First unraveling of the hidden and intricate evolutionary history of a bacterial group II intron family

Abstract

Abstract Bacterial group II introns are large RNA enzymes that self-splice from primary transcripts. Following excision, they can invade various DNA target sites using RNA-based mobility pathways. As fast evolving retromobile elements, which move between genetic loci within and across species, their evolutionary history was proved difficult to study and infer. Here we identified several homologs of Ll.LtrB, the model group II intron from Lactococcus lactis, and traced back their evolutionary relationship through phylogenetic analyses.

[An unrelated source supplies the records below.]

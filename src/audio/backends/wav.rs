//! WAV file backend
//!
//! Every playback becomes a numbered 16-bit WAV file (`speech-001.wav`,
//! `speech-002.wav`, ...) in the configured directory. Existing files are
//! never overwritten.

use crate::audio::{AudioBuffer, AudioContext, AudioOutput};
use crate::{PeshkatError, Result};
use hound::{SampleFormat, WavSpec, WavWriter};
use log::{debug, info};
use std::fs::{self, File};
use std::io::BufWriter;
use std::path::PathBuf;

/// Writes playbacks into a directory
pub struct WavOutput {
    dir: PathBuf,
    next_index: u32,
}

impl WavOutput {
    /// Create the backend, making the directory if needed
    pub fn new(dir: PathBuf) -> Result<Self> {
        fs::create_dir_all(&dir)?;
        Ok(Self { dir, next_index: 1 })
    }

    /// Next unused `speech-NNN.wav` path
    fn next_path(&mut self) -> PathBuf {
        loop {
            let path = self.dir.join(format!("speech-{:03}.wav", self.next_index));
            self.next_index += 1;
            if !path.exists() {
                return path;
            }
        }
    }
}

struct WavContext {
    path: PathBuf,
    writer: Option<WavWriter<BufWriter<File>>>,
}

impl AudioOutput for WavOutput {
    fn name(&self) -> &str {
        "wav"
    }

    fn open(&mut self, sample_rate: u32, channels: u16) -> Result<Box<dyn AudioContext>> {
        let path = self.next_path();
        let spec = WavSpec {
            channels,
            sample_rate,
            bits_per_sample: 16,
            sample_format: SampleFormat::Int,
        };
        debug!("Creating {:?}", path);
        let writer = WavWriter::create(&path, spec)
            .map_err(|e| PeshkatError::Playback(format!("Failed to create {:?}: {}", path, e)))?;

        Ok(Box::new(WavContext {
            path,
            writer: Some(writer),
        }))
    }
}

/// Float sample back to 16-bit PCM
fn to_pcm16(sample: f32) -> i16 {
    (sample * 32768.0).round().clamp(i16::MIN as f32, i16::MAX as f32) as i16
}

impl AudioContext for WavContext {
    fn render(&mut self, buffer: &AudioBuffer) -> Result<()> {
        let writer = self
            .writer
            .as_mut()
            .ok_or_else(|| PeshkatError::Playback("WAV context already closed".to_string()))?;

        for sample in buffer.interleaved() {
            writer
                .write_sample(to_pcm16(sample))
                .map_err(|e| PeshkatError::Playback(format!("WAV write failed: {}", e)))?;
        }
        Ok(())
    }

    fn close(&mut self) -> Result<()> {
        if let Some(writer) = self.writer.take() {
            writer
                .finalize()
                .map_err(|e| PeshkatError::Playback(format!("WAV finalize failed: {}", e)))?;
            info!("Wrote {:?}", self.path);
        }
        Ok(())
    }
}

#[cfg(test)]
mod tests {
    use super::*;
    use crate::audio::decode_pcm16;
    use crate::audio::Player;

    #[test]
    fn test_pcm16_conversion() {
        assert_eq!(to_pcm16(0.0), 0);
        assert_eq!(to_pcm16(-1.0), i16::MIN);
        assert_eq!(to_pcm16(32767.0 / 32768.0), i16::MAX);
        assert_eq!(to_pcm16(1.5), i16::MAX);
    }

    #[test]
    fn test_writes_wav_file() {
        let dir = tempfile::tempdir().unwrap();
        let output = WavOutput::new(dir.path().to_path_buf()).unwrap();
        let mut player = Player::new(Box::new(output));

        let bytes = [0x00, 0x40, 0x00, 0xC0, 0xFF, 0x7F];
        player.play(decode_pcm16(&bytes, 24000, 1).unwrap()).unwrap();

        let path = dir.path().join("speech-001.wav");
        let mut reader = hound::WavReader::open(&path).unwrap();
        assert_eq!(reader.spec().sample_rate, 24000);
        assert_eq!(reader.spec().channels, 1);
        let samples: Vec<i16> = reader.samples::<i16>().map(|s| s.unwrap()).collect();
        assert_eq!(samples, vec![16384, -16384, 32767]);
    }

    #[test]
    fn test_does_not_overwrite() {
        let dir = tempfile::tempdir().unwrap();
        fs::write(dir.path().join("speech-001.wav"), b"taken").unwrap();

        let mut output = WavOutput::new(dir.path().to_path_buf()).unwrap();
        let mut context = output.open(24000, 1).unwrap();
        context.close().unwrap();

        assert!(dir.path().join("speech-002.wav").exists());
        assert_eq!(fs::read(dir.path().join("speech-001.wav")).unwrap(), b"taken");
    }
}
//! Request and response envelopes for the `generateContent` endpoint
//!
//! Field names follow the REST API's camelCase JSON.

use serde::{Deserialize, Serialize};

/// Base64 media carried inline in a request or response
#[derive(Debug, Clone, PartialEq, Serialize, Deserialize)]
#[serde(rename_all = "camelCase")]
pub struct InlineData {
    pub mime_type: String,
    pub data: String,
}

/// One piece of content: text or inline media
#[derive(Debug, Clone, Default, PartialEq, Serialize, Deserialize)]
#[serde(rename_all = "camelCase")]
pub struct Part {
    #[serde(default, skip_serializing_if = "Option::is_none")]
    pub text: Option<String>,
    #[serde(default, skip_serializing_if = "Option::is_none")]
    pub inline_data: Option<InlineData>,
}

impl Part {
    pub fn text(text: impl Into<String>) -> Self {
        Self {
            text: Some(text.into()),
            inline_data: None,
        }
    }

    pub fn inline(mime_type: impl Into<String>, data: impl Into<String>) -> Self {
        Self {
            text: None,
            inline_data: Some(InlineData {
                mime_type: mime_type.into(),
                data: data.into(),
            }),
        }
    }
}

#[derive(Debug, Clone, Default, PartialEq, Serialize, Deserialize)]
#[serde(rename_all = "camelCase")]
pub struct Content {
    #[serde(default, skip_serializing_if = "Option::is_none")]
    pub role: Option<String>,
    #[serde(default)]
    pub parts: Vec<Part>,
}

#[derive(Debug, Clone, PartialEq, Serialize)]
#[serde(rename_all = "camelCase")]
pub struct PrebuiltVoiceConfig {
    pub voice_name: String,
}

#[derive(Debug, Clone, PartialEq, Serialize)]
#[serde(rename_all = "camelCase")]
pub struct VoiceConfig {
    pub prebuilt_voice_config: PrebuiltVoiceConfig,
}

#[derive(Debug, Clone, PartialEq, Serialize)]
#[serde(rename_all = "camelCase")]
pub struct SpeechConfig {
    pub voice_config: VoiceConfig,
}

impl SpeechConfig {
    pub fn prebuilt(voice_name: impl Into<String>) -> Self {
        Self {
            voice_config: VoiceConfig {
                prebuilt_voice_config: PrebuiltVoiceConfig {
                    voice_name: voice_name.into(),
                },
            },
        }
    }
}

#[derive(Debug, Clone, PartialEq, Serialize)]
#[serde(rename_all = "camelCase")]
pub struct ImageConfig {
    pub aspect_ratio: String,
}

#[derive(Debug, Clone, Default, PartialEq, Serialize)]
#[serde(rename_all = "camelCase")]
pub struct GenerationConfig {
    #[serde(skip_serializing_if = "Vec::is_empty")]
    pub response_modalities: Vec<String>,
    #[serde(skip_serializing_if = "Option::is_none")]
    pub speech_config: Option<SpeechConfig>,
    #[serde(skip_serializing_if = "Option::is_none")]
    pub image_config: Option<ImageConfig>,
}

/// Marker for the Google Search grounding tool, serialized as `{}`
#[derive(Debug, Clone, Default, PartialEq, Serialize)]
pub struct GoogleSearch {}

#[derive(Debug, Clone, PartialEq, Serialize)]
#[serde(rename_all = "camelCase")]
pub struct Tool {
    pub google_search: GoogleSearch,
}

/// Body of a `generateContent` call
#[derive(Debug, Clone, PartialEq, Serialize)]
#[serde(rename_all = "camelCase")]
pub struct GenerateRequest {
    /// Model path segment; not part of the JSON body
    #[serde(skip)]
    pub model: String,
    pub contents: Vec<Content>,
    #[serde(skip_serializing_if = "Option::is_none")]
    pub system_instruction: Option<Content>,
    #[serde(skip_serializing_if = "Option::is_none")]
    pub generation_config: Option<GenerationConfig>,
    #[serde(skip_serializing_if = "Vec::is_empty")]
    pub tools: Vec<Tool>,
}

impl GenerateRequest {
    /// Request with a single user turn
    pub fn new(model: impl Into<String>, parts: Vec<Part>) -> Self {
        Self {
            model: model.into(),
            contents: vec![Content {
                role: Some("user".to_string()),
                parts,
            }],
            system_instruction: None,
            generation_config: None,
            tools: Vec::new(),
        }
    }

    /// Concatenated text of all user parts
    pub fn prompt_text(&self) -> String {
        self.contents
            .iter()
            .flat_map(|c| c.parts.iter())
            .filter_map(|p| p.text.as_deref())
            .collect::<Vec<_>>()
            .join("\n")
    }
}

#[derive(Debug, Clone, Default, PartialEq, Deserialize)]
pub struct WebSource {
    #[serde(default)]
    pub uri: String,
    #[serde(default)]
    pub title: String,
}

#[derive(Debug, Clone, Default, PartialEq, Deserialize)]
pub struct GroundingChunk {
    #[serde(default)]
    pub web: Option<WebSource>,
}

#[derive(Debug, Clone, Default, PartialEq, Deserialize)]
#[serde(rename_all = "camelCase")]
pub struct GroundingMetadata {
    #[serde(default)]
    pub grounding_chunks: Vec<GroundingChunk>,
}

#[derive(Debug, Clone, Default, PartialEq, Deserialize)]
#[serde(rename_all = "camelCase")]
pub struct Candidate {
    #[serde(default)]
    pub content: Option<Content>,
    #[serde(default)]
    pub grounding_metadata: Option<GroundingMetadata>,
}

/// A linked source returned by search grounding
#[derive(Debug, Clone, PartialEq, Eq)]
pub struct Resource {
    pub title: String,
    pub uri: String,
}

/// Response of a `generateContent` call
#[derive(Debug, Clone, Default, PartialEq, Deserialize)]
pub struct GenerateResponse {
    #[serde(default)]
    pub candidates: Vec<Candidate>,
}

impl GenerateResponse {
    fn first_parts(&self) -> &[Part] {
        self.candidates
            .first()
            .and_then(|c| c.content.as_ref())
            .map(|c| c.parts.as_slice())
            .unwrap_or_default()
    }

    /// Text of the first candidate, if it has any
    pub fn text(&self) -> Option<String> {
        let text: String = self
            .first_parts()
            .iter()
            .filter_map(|p| p.text.as_deref())
            .collect();
        if text.is_empty() {
            None
        } else {
            Some(text)
        }
    }

    /// First inline media part of the first candidate
    pub fn first_inline_data(&self) -> Option<&InlineData> {
        self.first_parts().iter().find_map(|p| p.inline_data.as_ref())
    }

    /// Web sources from search grounding
    pub fn grounding_resources(&self) -> Vec<Resource> {
        self.candidates
            .first()
            .and_then(|c| c.grounding_metadata.as_ref())
            .map(|meta| {
                meta.grounding_chunks
                    .iter()
                    .filter_map(|chunk| chunk.web.as_ref())
                    .map(|web| Resource {
                        title: web.title.clone(),
                        uri: web.uri.clone(),
                    })
                    .collect()
            })
            .unwrap_or_default()
    }
}

#[cfg(test)]
mod tests {
    use super::*;
    use serde_json::json;

    #[test]
    fn test_speech_request_json() {
        let mut request = GenerateRequest::new("tts-model", vec![Part::text("hi")]);
        request.generation_config = Some(GenerationConfig {
            response_modalities: vec!["AUDIO".to_string()],
            speech_config: Some(SpeechConfig::prebuilt("Kore")),
            image_config: None,
        });

        let value = serde_json::to_value(&request).unwrap();
        assert_eq!(
            value,
            json!({
                "contents": [{ "role": "user", "parts": [{ "text": "hi" }] }],
                "generationConfig": {
                    "responseModalities": ["AUDIO"],
                    "speechConfig": {
                        "voiceConfig": { "prebuiltVoiceConfig": { "voiceName": "Kore" } }
                    }
                }
            })
        );
    }

    #[test]
    fn test_search_tool_json() {
        let mut request = GenerateRequest::new("m", vec![Part::text("q")]);
        request.tools.push(Tool {
            google_search: GoogleSearch {},
        });
        let value = serde_json::to_value(&request).unwrap();
        assert_eq!(value["tools"], json!([{ "googleSearch": {} }]));
    }

    #[test]
    fn test_parse_audio_response() {
        let body = r#"{
            "candidates": [{
                "content": {
                    "role": "model",
                    "parts": [{ "inlineData": { "mimeType": "audio/L16;codec=pcm;rate=24000", "data": "AAD/fw==" } }]
                }
            }]
        }"#;
        let response: GenerateResponse = serde_json::from_str(body).unwrap();
        let inline = response.first_inline_data().unwrap();
        assert_eq!(inline.data, "AAD/fw==");
        assert!(response.text().is_none());
    }

    #[test]
    fn test_parse_grounded_response() {
        let body = r#"{
            "candidates": [{
                "content": { "parts": [{ "text": "An idiom " }, { "text": "means..." }] },
                "groundingMetadata": {
                    "groundingChunks": [
                        { "web": { "uri": "https://example.org/a", "title": "A" } },
                        { "retrievedContext": {} },
                        { "web": { "uri": "https://example.org/b", "title": "B" } }
                    ]
                }
            }]
        }"#;
        let response: GenerateResponse = serde_json::from_str(body).unwrap();
        assert_eq!(response.text().as_deref(), Some("An idiom means..."));
        let resources = response.grounding_resources();
        assert_eq!(resources.len(), 2);
        assert_eq!(resources[1].title, "B");
    }

    #[test]
    fn test_empty_response() {
        let response: GenerateResponse = serde_json::from_str("{}").unwrap();
        assert!(response.text().is_none());
        assert!(response.first_inline_data().is_none());
        assert!(response.grounding_resources().is_empty());
    }
}
//! Error types for Peshkat

use std::io;
use thiserror::Error;

/// Main error type for Peshkat
#[derive(Error, Debug)]
pub enum PeshkatError {
    #[error("Audio decode error: {0}")]
    Decode(String),

    #[error("Speech synthesis request failed: {0}")]
    SynthesisRequest(String),

    #[error("Playback error: {0}")]
    Playback(String),

    #[error("API request failed: {0}")]
    Request(String),

    #[error("Configuration error: {0}")]
    Config(String),

    #[error("I/O error: {0}")]
    Io(#[from] io::Error),

    #[error("INI parse error: {0}")]
    IniParse(String),

    #[error("JSON error: {0}")]
    Json(#[from] serde_json::Error),

    #[error("{0}")]
    Other(String),
}

/// Result type alias for Peshkat operations
pub type Result<T> = std::result::Result<T, PeshkatError>;

impl From<String> for PeshkatError {
    fn from(s: String) -> Self {
        PeshkatError::Other(s)
    }
}

impl From<&str> for PeshkatError {
    fn from(s: &str) -> Self {
        PeshkatError::Other(s.to_string())
    }
}

impl From<base64::DecodeError> for PeshkatError {
    fn from(e: base64::DecodeError) -> Self {
        PeshkatError::Decode(format!("invalid base64: {}", e))
    }
}

impl From<ureq::Error> for PeshkatError {
    fn from(e: ureq::Error) -> Self {
        PeshkatError::Request(e.to_string())
    }
}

Our data demonstrate that the Ll.LtrB homologs in Lactococci originate from a single and recent lateral transfer event of Ef.PcfG from Enterococcus faecalis. We also show that these introns disseminated in Lactococci following recurrent episodes of independent mobility events in conjunction with occurrences of lateral transfer. Our phylogenies identified additional lateral transfer events from the environmental clade of the more diverged Lactococci introns to a series of low-GC gram-positive bacterial species including E. faecalis. We also determined that functional intron adaptation occurred early in Lactococci following Ef.PcfG acquisition from E. faecalis and that two of the more diverged Ll.LtrB homologs remain proficient mobile elements despite the significant number of mutations acquired. This study describes the first comprehensive evolutionary history of a bacterial group II intron.